Twentieth Sunday in Ordinary Time, 19th August

John 6:51–58
Jesus said, “I am the living bread that came down from heaven. Whoever eats of this bread will live forever; and the bread that I will give for the life of the world is my flesh.” The Jews then disputed among themselves, saying, “How can this man give us his flesh to eat?” So Jesus said to them, “Very truly, I tell you, unless you eat the flesh of the Son of Man and drink his blood, you have no life in you. Those who eat my flesh and drink my blood have eternal life, and I will raise them up on the last day; for my flesh is true food and my blood is true drink. Those who eat my flesh and drink my blood abide in me, and I in them. Just as the living Father sent me, and I live because of the Father, so whoever eats me will live because of me. This is the bread that came down from heaven, not like that which your ancestors ate, and they died. But the one who eats this bread will live forever.”
Commentary
Continuing from the gospel reading of last Sunday, in which Jesus stressed the necessity of unquestioning faith in him as the one come down from heaven and as the one who had seen the Father, we hear today Jesus openly speaks of the great miracle of the Eucharist that he will give his followers his fresh and blood as their spiritual food and drink. In today’s gospel, we can how the Jews, who listened to him, reacted and how Jesus simply went on to repeat and emphasized the statement already made.

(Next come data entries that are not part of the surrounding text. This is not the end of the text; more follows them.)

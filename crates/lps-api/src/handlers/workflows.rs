//! Workflow API handlers
//!
//! Workflows batch the landing pages generated from one video selection. Generation and
//! preview delegate to the engine services; everything else is plain record access.

use std::sync::Arc;

use axum::{
    extract::{Path, Query, State},
    http::StatusCode,
    response::IntoResponse,
    Json,
};
use chrono::{DateTime, Utc};
use lps_core::constants::DEFAULT_CREATOR;
use lps_core::models::{LandingPageSummary, Workflow, WorkflowStatus, WorkflowWithCount};
use lps_core::AppError;
use lps_engine::GenerateRequest;
use serde::{Deserialize, Serialize};
use utoipa::{IntoParams, ToSchema};
use validator::Validate;

use super::page_window;
use crate::error::{HttpAppError, ValidatedJson};
use crate::state::AppState;

#[derive(Debug, Deserialize, Validate, ToSchema)]
pub struct CreateWorkflowRequest {
    #[validate(length(min = 1, max = 255))]
    pub name: String,
    #[validate(length(min = 1, max = 100))]
    pub created_by: Option<String>,
}

#[derive(Debug, Deserialize, Validate, ToSchema)]
pub struct GenerateLandingPagesRequest {
    /// Ordered selection; each template uses the first `max_videos` ids
    #[validate(length(min = 1))]
    pub video_ids: Vec<i64>,
    #[validate(length(min = 1))]
    pub template_ids: Vec<i64>,
}

#[derive(Debug, Deserialize, Validate, ToSchema)]
pub struct PreviewLandingPageRequest {
    pub template_id: i64,
    #[validate(length(min = 1))]
    pub video_ids: Vec<i64>,
}

#[derive(Debug, Deserialize, IntoParams)]
#[into_params(parameter_in = Query)]
pub struct ListWorkflowsQuery {
    pub status: Option<WorkflowStatus>,
    pub page: Option<i64>,
    pub page_size: Option<i64>,
}

#[derive(Debug, Serialize, ToSchema)]
pub struct WorkflowResponse {
    pub id: i64,
    pub name: String,
    pub status: WorkflowStatus,
    pub created_by: String,
    pub created_at: DateTime<Utc>,
    pub updated_at: DateTime<Utc>,
}

impl From<Workflow> for WorkflowResponse {
    fn from(w: Workflow) -> Self {
        WorkflowResponse {
            id: w.id,
            name: w.name,
            status: w.status,
            created_by: w.created_by,
            created_at: w.created_at,
            updated_at: w.updated_at,
        }
    }
}

#[derive(Debug, Serialize, ToSchema)]
pub struct WorkflowListItem {
    pub id: i64,
    pub name: String,
    pub status: WorkflowStatus,
    pub created_by: String,
    pub landing_page_count: i64,
    pub created_at: DateTime<Utc>,
    pub updated_at: DateTime<Utc>,
}

impl From<WorkflowWithCount> for WorkflowListItem {
    fn from(w: WorkflowWithCount) -> Self {
        WorkflowListItem {
            id: w.id,
            name: w.name,
            status: w.status,
            created_by: w.created_by,
            landing_page_count: w.landing_page_count,
            created_at: w.created_at,
            updated_at: w.updated_at,
        }
    }
}

#[derive(Debug, Serialize, ToSchema)]
pub struct WorkflowListResponse {
    pub total: i64,
    pub items: Vec<WorkflowListItem>,
}

#[derive(Debug, Serialize, ToSchema)]
pub struct WorkflowDetailResponse {
    #[serde(flatten)]
    pub workflow: WorkflowResponse,
    pub landing_pages: Vec<LandingPageSummary>,
}

#[derive(Debug, Serialize, ToSchema)]
pub struct GenerateLandingPagesResponse {
    pub workflow_id: i64,
    pub landing_pages: Vec<LandingPageSummary>,
}

#[derive(Debug, Serialize, ToSchema)]
pub struct PreviewResponse {
    pub template_id: i64,
    pub selected_video_ids: Vec<i64>,
    pub preview_url: String,
}

#[utoipa::path(
    get,
    path = "/api/workflows",
    tag = "workflows",
    params(ListWorkflowsQuery),
    responses(
        (status = 200, description = "Page of workflows", body = WorkflowListResponse),
        (status = 400, description = "Invalid paging", body = crate::error::ErrorResponse),
    )
)]
pub async fn list_workflows(
    State(state): State<Arc<AppState>>,
    Query(q): Query<ListWorkflowsQuery>,
) -> Result<impl IntoResponse, HttpAppError> {
    let (limit, offset) = page_window(q.page, q.page_size)?;
    let (rows, total) = state
        .db
        .workflow_repository
        .list(q.status, limit, offset)
        .await?;
    Ok(Json(WorkflowListResponse {
        total,
        items: rows.into_iter().map(WorkflowListItem::from).collect(),
    }))
}

#[utoipa::path(
    post,
    path = "/api/workflows",
    tag = "workflows",
    request_body = CreateWorkflowRequest,
    responses(
        (status = 201, description = "Workflow created in draft", body = WorkflowResponse),
        (status = 400, description = "Invalid request", body = crate::error::ErrorResponse),
    )
)]
pub async fn create_workflow(
    State(state): State<Arc<AppState>>,
    ValidatedJson(req): ValidatedJson<CreateWorkflowRequest>,
) -> Result<impl IntoResponse, HttpAppError> {
    let created_by = req.created_by.as_deref().unwrap_or(DEFAULT_CREATOR);
    let workflow = state
        .db
        .workflow_repository
        .create(&req.name, created_by)
        .await?;
    tracing::info!(workflow_id = workflow.id, "Workflow created");
    Ok((StatusCode::CREATED, Json(WorkflowResponse::from(workflow))))
}

#[utoipa::path(
    get,
    path = "/api/workflows/{id}",
    tag = "workflows",
    params(("id" = i64, Path, description = "Workflow ID")),
    responses(
        (status = 200, description = "Workflow with its landing pages", body = WorkflowDetailResponse),
        (status = 404, description = "Workflow not found", body = crate::error::ErrorResponse),
    )
)]
pub async fn get_workflow(
    State(state): State<Arc<AppState>>,
    Path(id): Path<i64>,
) -> Result<impl IntoResponse, HttpAppError> {
    let workflow = state
        .db
        .workflow_repository
        .get(id)
        .await?
        .ok_or_else(|| AppError::NotFound(format!("Workflow {} not found", id)))?;
    let landing_pages = state
        .db
        .landing_page_repository
        .list_by_workflow(id)
        .await?;
    Ok(Json(WorkflowDetailResponse {
        workflow: WorkflowResponse::from(workflow),
        landing_pages: landing_pages
            .into_iter()
            .map(LandingPageSummary::from)
            .collect(),
    }))
}

#[utoipa::path(
    post,
    path = "/api/workflows/{id}/generate",
    tag = "workflows",
    params(("id" = i64, Path, description = "Workflow ID")),
    request_body = GenerateLandingPagesRequest,
    responses(
        (status = 200, description = "Landing pages generated, workflow moved to pending_ad", body = GenerateLandingPagesResponse),
        (status = 400, description = "Empty video or template list", body = crate::error::ErrorResponse),
        (status = 404, description = "Workflow or templates not found", body = crate::error::ErrorResponse),
        (status = 409, description = "Workflow not in draft, or templates already generated", body = crate::error::ErrorResponse),
        (status = 422, description = "Too few videos, or template file missing", body = crate::error::ErrorResponse),
    )
)]
pub async fn generate_landing_pages(
    State(state): State<Arc<AppState>>,
    Path(id): Path<i64>,
    ValidatedJson(req): ValidatedJson<GenerateLandingPagesRequest>,
) -> Result<impl IntoResponse, HttpAppError> {
    let outcome = state
        .engine
        .generation
        .generate(GenerateRequest {
            workflow_id: id,
            video_ids: req.video_ids,
            template_ids: req.template_ids,
        })
        .await?;
    Ok(Json(GenerateLandingPagesResponse {
        workflow_id: outcome.workflow_id,
        landing_pages: outcome.landing_pages,
    }))
}

#[utoipa::path(
    post,
    path = "/api/workflows/preview",
    tag = "workflows",
    request_body = PreviewLandingPageRequest,
    responses(
        (status = 200, description = "Preview written", body = PreviewResponse),
        (status = 404, description = "Template not found", body = crate::error::ErrorResponse),
        (status = 422, description = "Too few videos, or template file missing", body = crate::error::ErrorResponse),
    )
)]
pub async fn preview_landing_page(
    State(state): State<Arc<AppState>>,
    ValidatedJson(req): ValidatedJson<PreviewLandingPageRequest>,
) -> Result<impl IntoResponse, HttpAppError> {
    let outcome = state
        .engine
        .preview
        .preview(req.template_id, &req.video_ids)
        .await?;
    Ok(Json(PreviewResponse {
        template_id: outcome.template_id,
        selected_video_ids: outcome.selected_video_ids,
        preview_url: outcome.preview_url,
    }))
}

#[utoipa::path(
    post,
    path = "/api/workflows/{id}/archive",
    tag = "workflows",
    params(("id" = i64, Path, description = "Workflow ID")),
    responses(
        (status = 200, description = "Workflow archived", body = WorkflowResponse),
        (status = 404, description = "Workflow not found", body = crate::error::ErrorResponse),
        (status = 409, description = "Workflow is not ready", body = crate::error::ErrorResponse),
    )
)]
pub async fn archive_workflow(
    State(state): State<Arc<AppState>>,
    Path(id): Path<i64>,
) -> Result<impl IntoResponse, HttpAppError> {
    let repo = &state.db.workflow_repository;
    if let Some(workflow) = repo
        .transition_status(id, WorkflowStatus::Ready, WorkflowStatus::Archived)
        .await?
    {
        tracing::info!(workflow_id = id, "Workflow archived");
        return Ok(Json(WorkflowResponse::from(workflow)));
    }

    let err = match repo.get(id).await? {
        None => AppError::NotFound(format!("Workflow {} not found", id)),
        Some(w) => AppError::InvalidState(format!(
            "Workflow {} is {}, only ready workflows can be archived",
            id, w.status
        )),
    };
    Err(err.into())
}

#[utoipa::path(
    delete,
    path = "/api/workflows/{id}",
    tag = "workflows",
    params(("id" = i64, Path, description = "Workflow ID")),
    responses(
        (status = 204, description = "Workflow and its landing pages deleted"),
        (status = 404, description = "Workflow not found", body = crate::error::ErrorResponse),
    )
)]
pub async fn delete_workflow(
    State(state): State<Arc<AppState>>,
    Path(id): Path<i64>,
) -> Result<impl IntoResponse, HttpAppError> {
    if !state.db.workflow_repository.delete(id).await? {
        return Err(AppError::NotFound(format!("Workflow {} not found", id)).into());
    }
    tracing::info!(workflow_id = id, "Workflow deleted");
    Ok(StatusCode::NO_CONTENT)
}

At the beginning of today’s gospel, Jesus reiterated that he has come from heaven and that he is life. More than the fact that he is life, Jesus pointed out that he is life-giving. The bread from heaven will give eternal life. This implied that ordinary bread gives only temporal life. Note Jesus used future tense to tell the Jews that the bread which he will give for life of the world is his flesh. This means that he is going to offer up himself for the life of the world so as to provide eternal life for all men. This bread is Jesus’ own body offered in sacrifice for the eternal life of men.

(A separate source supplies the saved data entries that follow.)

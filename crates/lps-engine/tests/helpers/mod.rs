//! Test helpers: an in-memory record store and a temporary project layout.
//!
//! Units stage every mutation locally and apply them to the shared state only on commit,
//! so a rolled-back generation is observable as "nothing changed".

#![allow(dead_code)]

use std::collections::HashMap;
use std::path::{Path, PathBuf};
use std::sync::{Arc, Mutex};

use async_trait::async_trait;
use chrono::Utc;
use lps_core::config::EngineConfig;
use lps_core::error::AppError;
use lps_core::models::{LandingPage, NewLandingPage, Template, Workflow, WorkflowStatus};
use lps_core::store::{GenerationStore, GenerationUnit};
use tempfile::TempDir;

#[derive(Default)]
struct State {
    workflows: HashMap<i64, Workflow>,
    templates: HashMap<i64, Template>,
    landing_pages: Vec<LandingPage>,
    next_landing_page_id: i64,
}

/// Shared in-memory store
#[derive(Clone, Default)]
pub struct MemoryStore {
    state: Arc<Mutex<State>>,
}

impl MemoryStore {
    pub fn new() -> Self {
        let store = Self::default();
        store.state.lock().unwrap().next_landing_page_id = 1;
        store
    }

    pub fn add_workflow(&self, id: i64, status: WorkflowStatus) {
        let now = Utc::now();
        self.state.lock().unwrap().workflows.insert(
            id,
            Workflow {
                id,
                name: format!("workflow-{}", id),
                status,
                created_by: "system".to_string(),
                created_at: now,
                updated_at: now,
            },
        );
    }

    pub fn add_template(&self, id: i64, html_file_path: &str, max_videos: i32) {
        self.add_template_with_assets(id, html_file_path, max_videos, None);
    }

    pub fn add_template_with_assets(
        &self,
        id: i64,
        html_file_path: &str,
        max_videos: i32,
        static_assets_path: Option<&str>,
    ) {
        self.state.lock().unwrap().templates.insert(
            id,
            Template {
                id,
                name: format!("template-{}", id),
                description: None,
                thumbnail_url: None,
                html_file_path: html_file_path.to_string(),
                max_videos,
                static_assets_path: static_assets_path.map(str::to_string),
                status: "active".to_string(),
                created_at: Utc::now(),
            },
        );
    }

    pub fn workflow_status(&self, id: i64) -> Option<WorkflowStatus> {
        self.state
            .lock()
            .unwrap()
            .workflows
            .get(&id)
            .map(|w| w.status)
    }

    pub fn landing_pages(&self, workflow_id: i64) -> Vec<LandingPage> {
        self.state
            .lock()
            .unwrap()
            .landing_pages
            .iter()
            .filter(|lp| lp.workflow_id == workflow_id)
            .cloned()
            .collect()
    }
}

#[async_trait]
impl GenerationStore for MemoryStore {
    async fn begin(&self) -> Result<Box<dyn GenerationUnit>, AppError> {
        Ok(Box::new(MemoryUnit {
            state: self.state.clone(),
            staged_pages: Vec::new(),
            staged_status: None,
        }))
    }

    async fn find_template(&self, template_id: i64) -> Result<Option<Template>, AppError> {
        Ok(self.state.lock().unwrap().templates.get(&template_id).cloned())
    }
}

struct MemoryUnit {
    state: Arc<Mutex<State>>,
    staged_pages: Vec<LandingPage>,
    staged_status: Option<(i64, WorkflowStatus)>,
}

#[async_trait]
impl GenerationUnit for MemoryUnit {
    async fn lock_workflow(&mut self, workflow_id: i64) -> Result<Option<Workflow>, AppError> {
        Ok(self.state.lock().unwrap().workflows.get(&workflow_id).cloned())
    }

    async fn templates_by_ids(&mut self, template_ids: &[i64]) -> Result<Vec<Template>, AppError> {
        let state = self.state.lock().unwrap();
        Ok(template_ids
            .iter()
            .filter_map(|id| state.templates.get(id).cloned())
            .collect())
    }

    async fn existing_landing_page_template_ids(
        &mut self,
        workflow_id: i64,
        template_ids: &[i64],
    ) -> Result<Vec<i64>, AppError> {
        let state = self.state.lock().unwrap();
        Ok(state
            .landing_pages
            .iter()
            .filter(|lp| lp.workflow_id == workflow_id && template_ids.contains(&lp.template_id))
            .map(|lp| lp.template_id)
            .collect())
    }

    async fn create_landing_page(&mut self, landing_page: NewLandingPage) -> Result<i64, AppError> {
        let id = {
            let mut state = self.state.lock().unwrap();
            let id = state.next_landing_page_id;
            state.next_landing_page_id += 1;
            id
        };
        self.staged_pages.push(LandingPage {
            id,
            workflow_id: landing_page.workflow_id,
            template_id: landing_page.template_id,
            selected_video_ids: landing_page.selected_video_ids,
            generated_page_url: String::new(),
            created_at: Utc::now(),
        });
        Ok(id)
    }

    async fn set_landing_page_url(
        &mut self,
        landing_page_id: i64,
        url: &str,
    ) -> Result<(), AppError> {
        let page = self
            .staged_pages
            .iter_mut()
            .find(|lp| lp.id == landing_page_id)
            .ok_or_else(|| AppError::NotFound(format!("landing page {}", landing_page_id)))?;
        page.generated_page_url = url.to_string();
        Ok(())
    }

    async fn update_workflow_status(
        &mut self,
        workflow_id: i64,
        status: WorkflowStatus,
    ) -> Result<(), AppError> {
        self.staged_status = Some((workflow_id, status));
        Ok(())
    }

    async fn commit(self: Box<Self>) -> Result<(), AppError> {
        let MemoryUnit {
            state,
            staged_pages,
            staged_status,
        } = *self;
        let mut guard = state.lock().unwrap();
        guard.landing_pages.extend(staged_pages);
        if let Some((workflow_id, status)) = staged_status {
            if let Some(w) = guard.workflows.get_mut(&workflow_id) {
                w.status = status;
                w.updated_at = Utc::now();
            }
        }
        Ok(())
    }

    async fn rollback(self: Box<Self>) -> Result<(), AppError> {
        Ok(())
    }
}

/// Temporary project checkout: `<tmp>/app` is the project root, so the repository root is
/// `<tmp>` itself.
pub struct TestProject {
    pub dir: TempDir,
    pub config: EngineConfig,
}

impl TestProject {
    pub fn new() -> Self {
        let dir = tempfile::tempdir().expect("Failed to create temp directory");
        let config = EngineConfig::from_project_root(dir.path().join("app"));
        std::fs::create_dir_all(&config.templates_root).expect("Failed to create templates root");
        Self { dir, config }
    }

    pub fn with_cleanup(mut self) -> Self {
        self.config.cleanup_on_failure = true;
        self
    }

    /// Write a template file below the templates root and return the relative path.
    pub fn write_template(&self, relative: &str, html: &str) -> String {
        let path = self.config.templates_root.join(relative);
        if let Some(parent) = path.parent() {
            std::fs::create_dir_all(parent).expect("Failed to create template dir");
        }
        std::fs::write(&path, html).expect("Failed to write template");
        relative.to_string()
    }

    pub fn generated_root(&self) -> &Path {
        &self.config.generated_root
    }

    /// Filesystem path of a served `/generated/...` URL.
    pub fn path_for_url(&self, url: &str) -> PathBuf {
        let rel = url
            .strip_prefix("/generated/")
            .expect("URL outside /generated");
        self.config.generated_root.join(rel)
    }
}

pub const SHELL_HTML: &str = r#"<html><head><link rel="stylesheet" href="./style.css"></head><body><div id="app"></div></body></html>"#;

However, the Jews understood him to be speaking literally. In such an understanding, they could not make any sense out of it. In other words, they were not yet able to grasp the full truth of his saying. They asked, “How could this man give us his flesh to eat?”
Jesus simply ignored their question but repeated what he had said. That is they must partake of his body if they wish to have true life in them. Also, he added, those who have partaken of his life-giving bread will be raised from the dead and enter eternal life on the Judgment Day.

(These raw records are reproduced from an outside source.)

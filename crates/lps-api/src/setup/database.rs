//! Database setup and initialization

use std::time::Duration;

use anyhow::Result;
use lps_core::Config;
use sqlx::postgres::PgPoolOptions;
use sqlx::PgPool;

/// Setup database connection pool and run migrations
pub async fn setup_database(config: &Config) -> Result<PgPool> {
    tracing::info!("Connecting to database...");
    let pool = PgPoolOptions::new()
        .max_connections(config.db_max_connections())
        .acquire_timeout(Duration::from_secs(config.db_timeout_seconds()))
        .idle_timeout(Duration::from_secs(600))
        .max_lifetime(Duration::from_secs(1800))
        .connect(config.database_url())
        .await?;

    tracing::info!(
        max_connections = config.db_max_connections(),
        "Database connected successfully"
    );

    lps_db::run_migrations(&pool).await?;
    tracing::info!("Database migrations applied");

    Ok(pool)
}
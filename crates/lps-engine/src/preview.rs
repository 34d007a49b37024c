//! One-off previews
//!
//! Previews never touch workflow or landing page records and skip the draft-state and
//! uniqueness checks. Each call writes a new file under the preview directory.

use std::sync::Arc;

use lps_core::config::EngineConfig;
use lps_core::models::Template;
use lps_core::store::GenerationStore;

use crate::error::{GenerationError, GenerationResult};
use crate::output::OutputWriter;
use crate::renderer::{check_capacity, select_videos, PageRenderer};

/// A rendered preview
#[derive(Debug, Clone, PartialEq, Eq)]
pub struct PreviewOutcome {
    pub template_id: i64,
    pub selected_video_ids: Vec<i64>,
    pub preview_url: String,
}

pub struct PreviewService {
    store: Arc<dyn GenerationStore>,
    renderer: PageRenderer,
    writer: OutputWriter,
}

impl PreviewService {
    pub fn new(store: Arc<dyn GenerationStore>, config: &EngineConfig) -> Self {
        Self {
            store,
            renderer: PageRenderer::new(config),
            writer: OutputWriter::new(&config.generated_root),
        }
    }

    /// Render one template with the head of `video_ids`, subject to the same capacity rule
    /// as generation.
    #[tracing::instrument(skip(self, video_ids))]
    pub async fn preview(
        &self,
        template_id: i64,
        video_ids: &[i64],
    ) -> GenerationResult<PreviewOutcome> {
        if video_ids.is_empty() {
            return Err(GenerationError::InvalidInput(
                "video_ids must contain at least one id".to_string(),
            ));
        }

        let template = self.template(template_id).await?;
        check_capacity(&template, video_ids.len())?;
        let selected = select_videos(video_ids, &template);
        self.render_and_write(&template, selected).await
    }

    /// Render the bare template shell with an empty selection.
    #[tracing::instrument(skip(self))]
    pub async fn preview_template_shell(&self, template_id: i64) -> GenerationResult<PreviewOutcome> {
        let template = self.template(template_id).await?;
        self.render_and_write(&template, Vec::new()).await
    }

    async fn template(&self, template_id: i64) -> GenerationResult<Template> {
        self.store
            .find_template(template_id)
            .await?
            .ok_or_else(|| GenerationError::TemplatesNotFound(vec![template_id]))
    }

    async fn render_and_write(
        &self,
        template: &Template,
        selected: Vec<i64>,
    ) -> GenerationResult<PreviewOutcome> {
        let html = self.renderer.render(template, &selected).await?;
        let page = self.writer.write_preview(template.id, &html).await?;
        tracing::debug!(url = %page.url, "Preview written");

        Ok(PreviewOutcome {
            template_id: template.id,
            selected_video_ids: selected,
            preview_url: page.url,
        })
    }
}
//! Landing page generation engine
//!
//! Turns a template's HTML shell and an ordered video selection into a deployable static
//! page. [`resolver`] locates template files, [`rewriter`] performs the textual rewrite,
//! [`generation`] coordinates a batch against a workflow inside one record-store unit of
//! work, and [`preview`] renders one-off pages that are never persisted.

pub mod error;
pub mod generation;
pub mod output;
pub mod preview;
pub mod renderer;
pub mod resolver;
pub mod rewriter;

pub use error::{GenerationError, GenerationResult};
pub use generation::{GenerateRequest, GenerationOutcome, GenerationService};
pub use output::{OutputWriter, WrittenPage};
pub use preview::{PreviewOutcome, PreviewService};
pub use renderer::PageRenderer;
pub use resolver::{PathResolver, ResolveStrategy};
pub use rewriter::{rewrite_page, static_prefix};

Jesus used his intimate union with the Father to illustrate the importance of this kind of partaking. Thus, he continued to tell the crowd that their intimate union with Jesus will be the effect of partaking his sacrificed body.
Jesus pointed out that his human life is from the Father and he has divine existence in common with the Father. What is more, he said, is that this common life of the Father and Son will bthat moved Christ e shared by all those who partake of Christ in the Eucharist.
At the end of today’s gospel, Jesus repeated the real difference between the food he is going to give and the food given to the Israelites in the desert. He emphasized again that those who partake of the new manna, the Eucharist, will be assured of eternal life, after life on earth ends.
Like the Jews of Jesus’ time, the Blessed Eucharist is a mystery in so far as our mind cannot understand how exactly Christ is present on our altars after the words of consecration, the very words given us by Christ himself have been said over the bread and wine. However, the biggest mystery about the Blessed Eucharist is the mystery of the divine love that moved Christ to leave us such an intimate and such an effective memorial of the love he proved to have for us in Calvary. We certainly do not deserve this love. But the infinite love Christ for us is the only explanation of this mystery of the Bless Eucharist. Amen.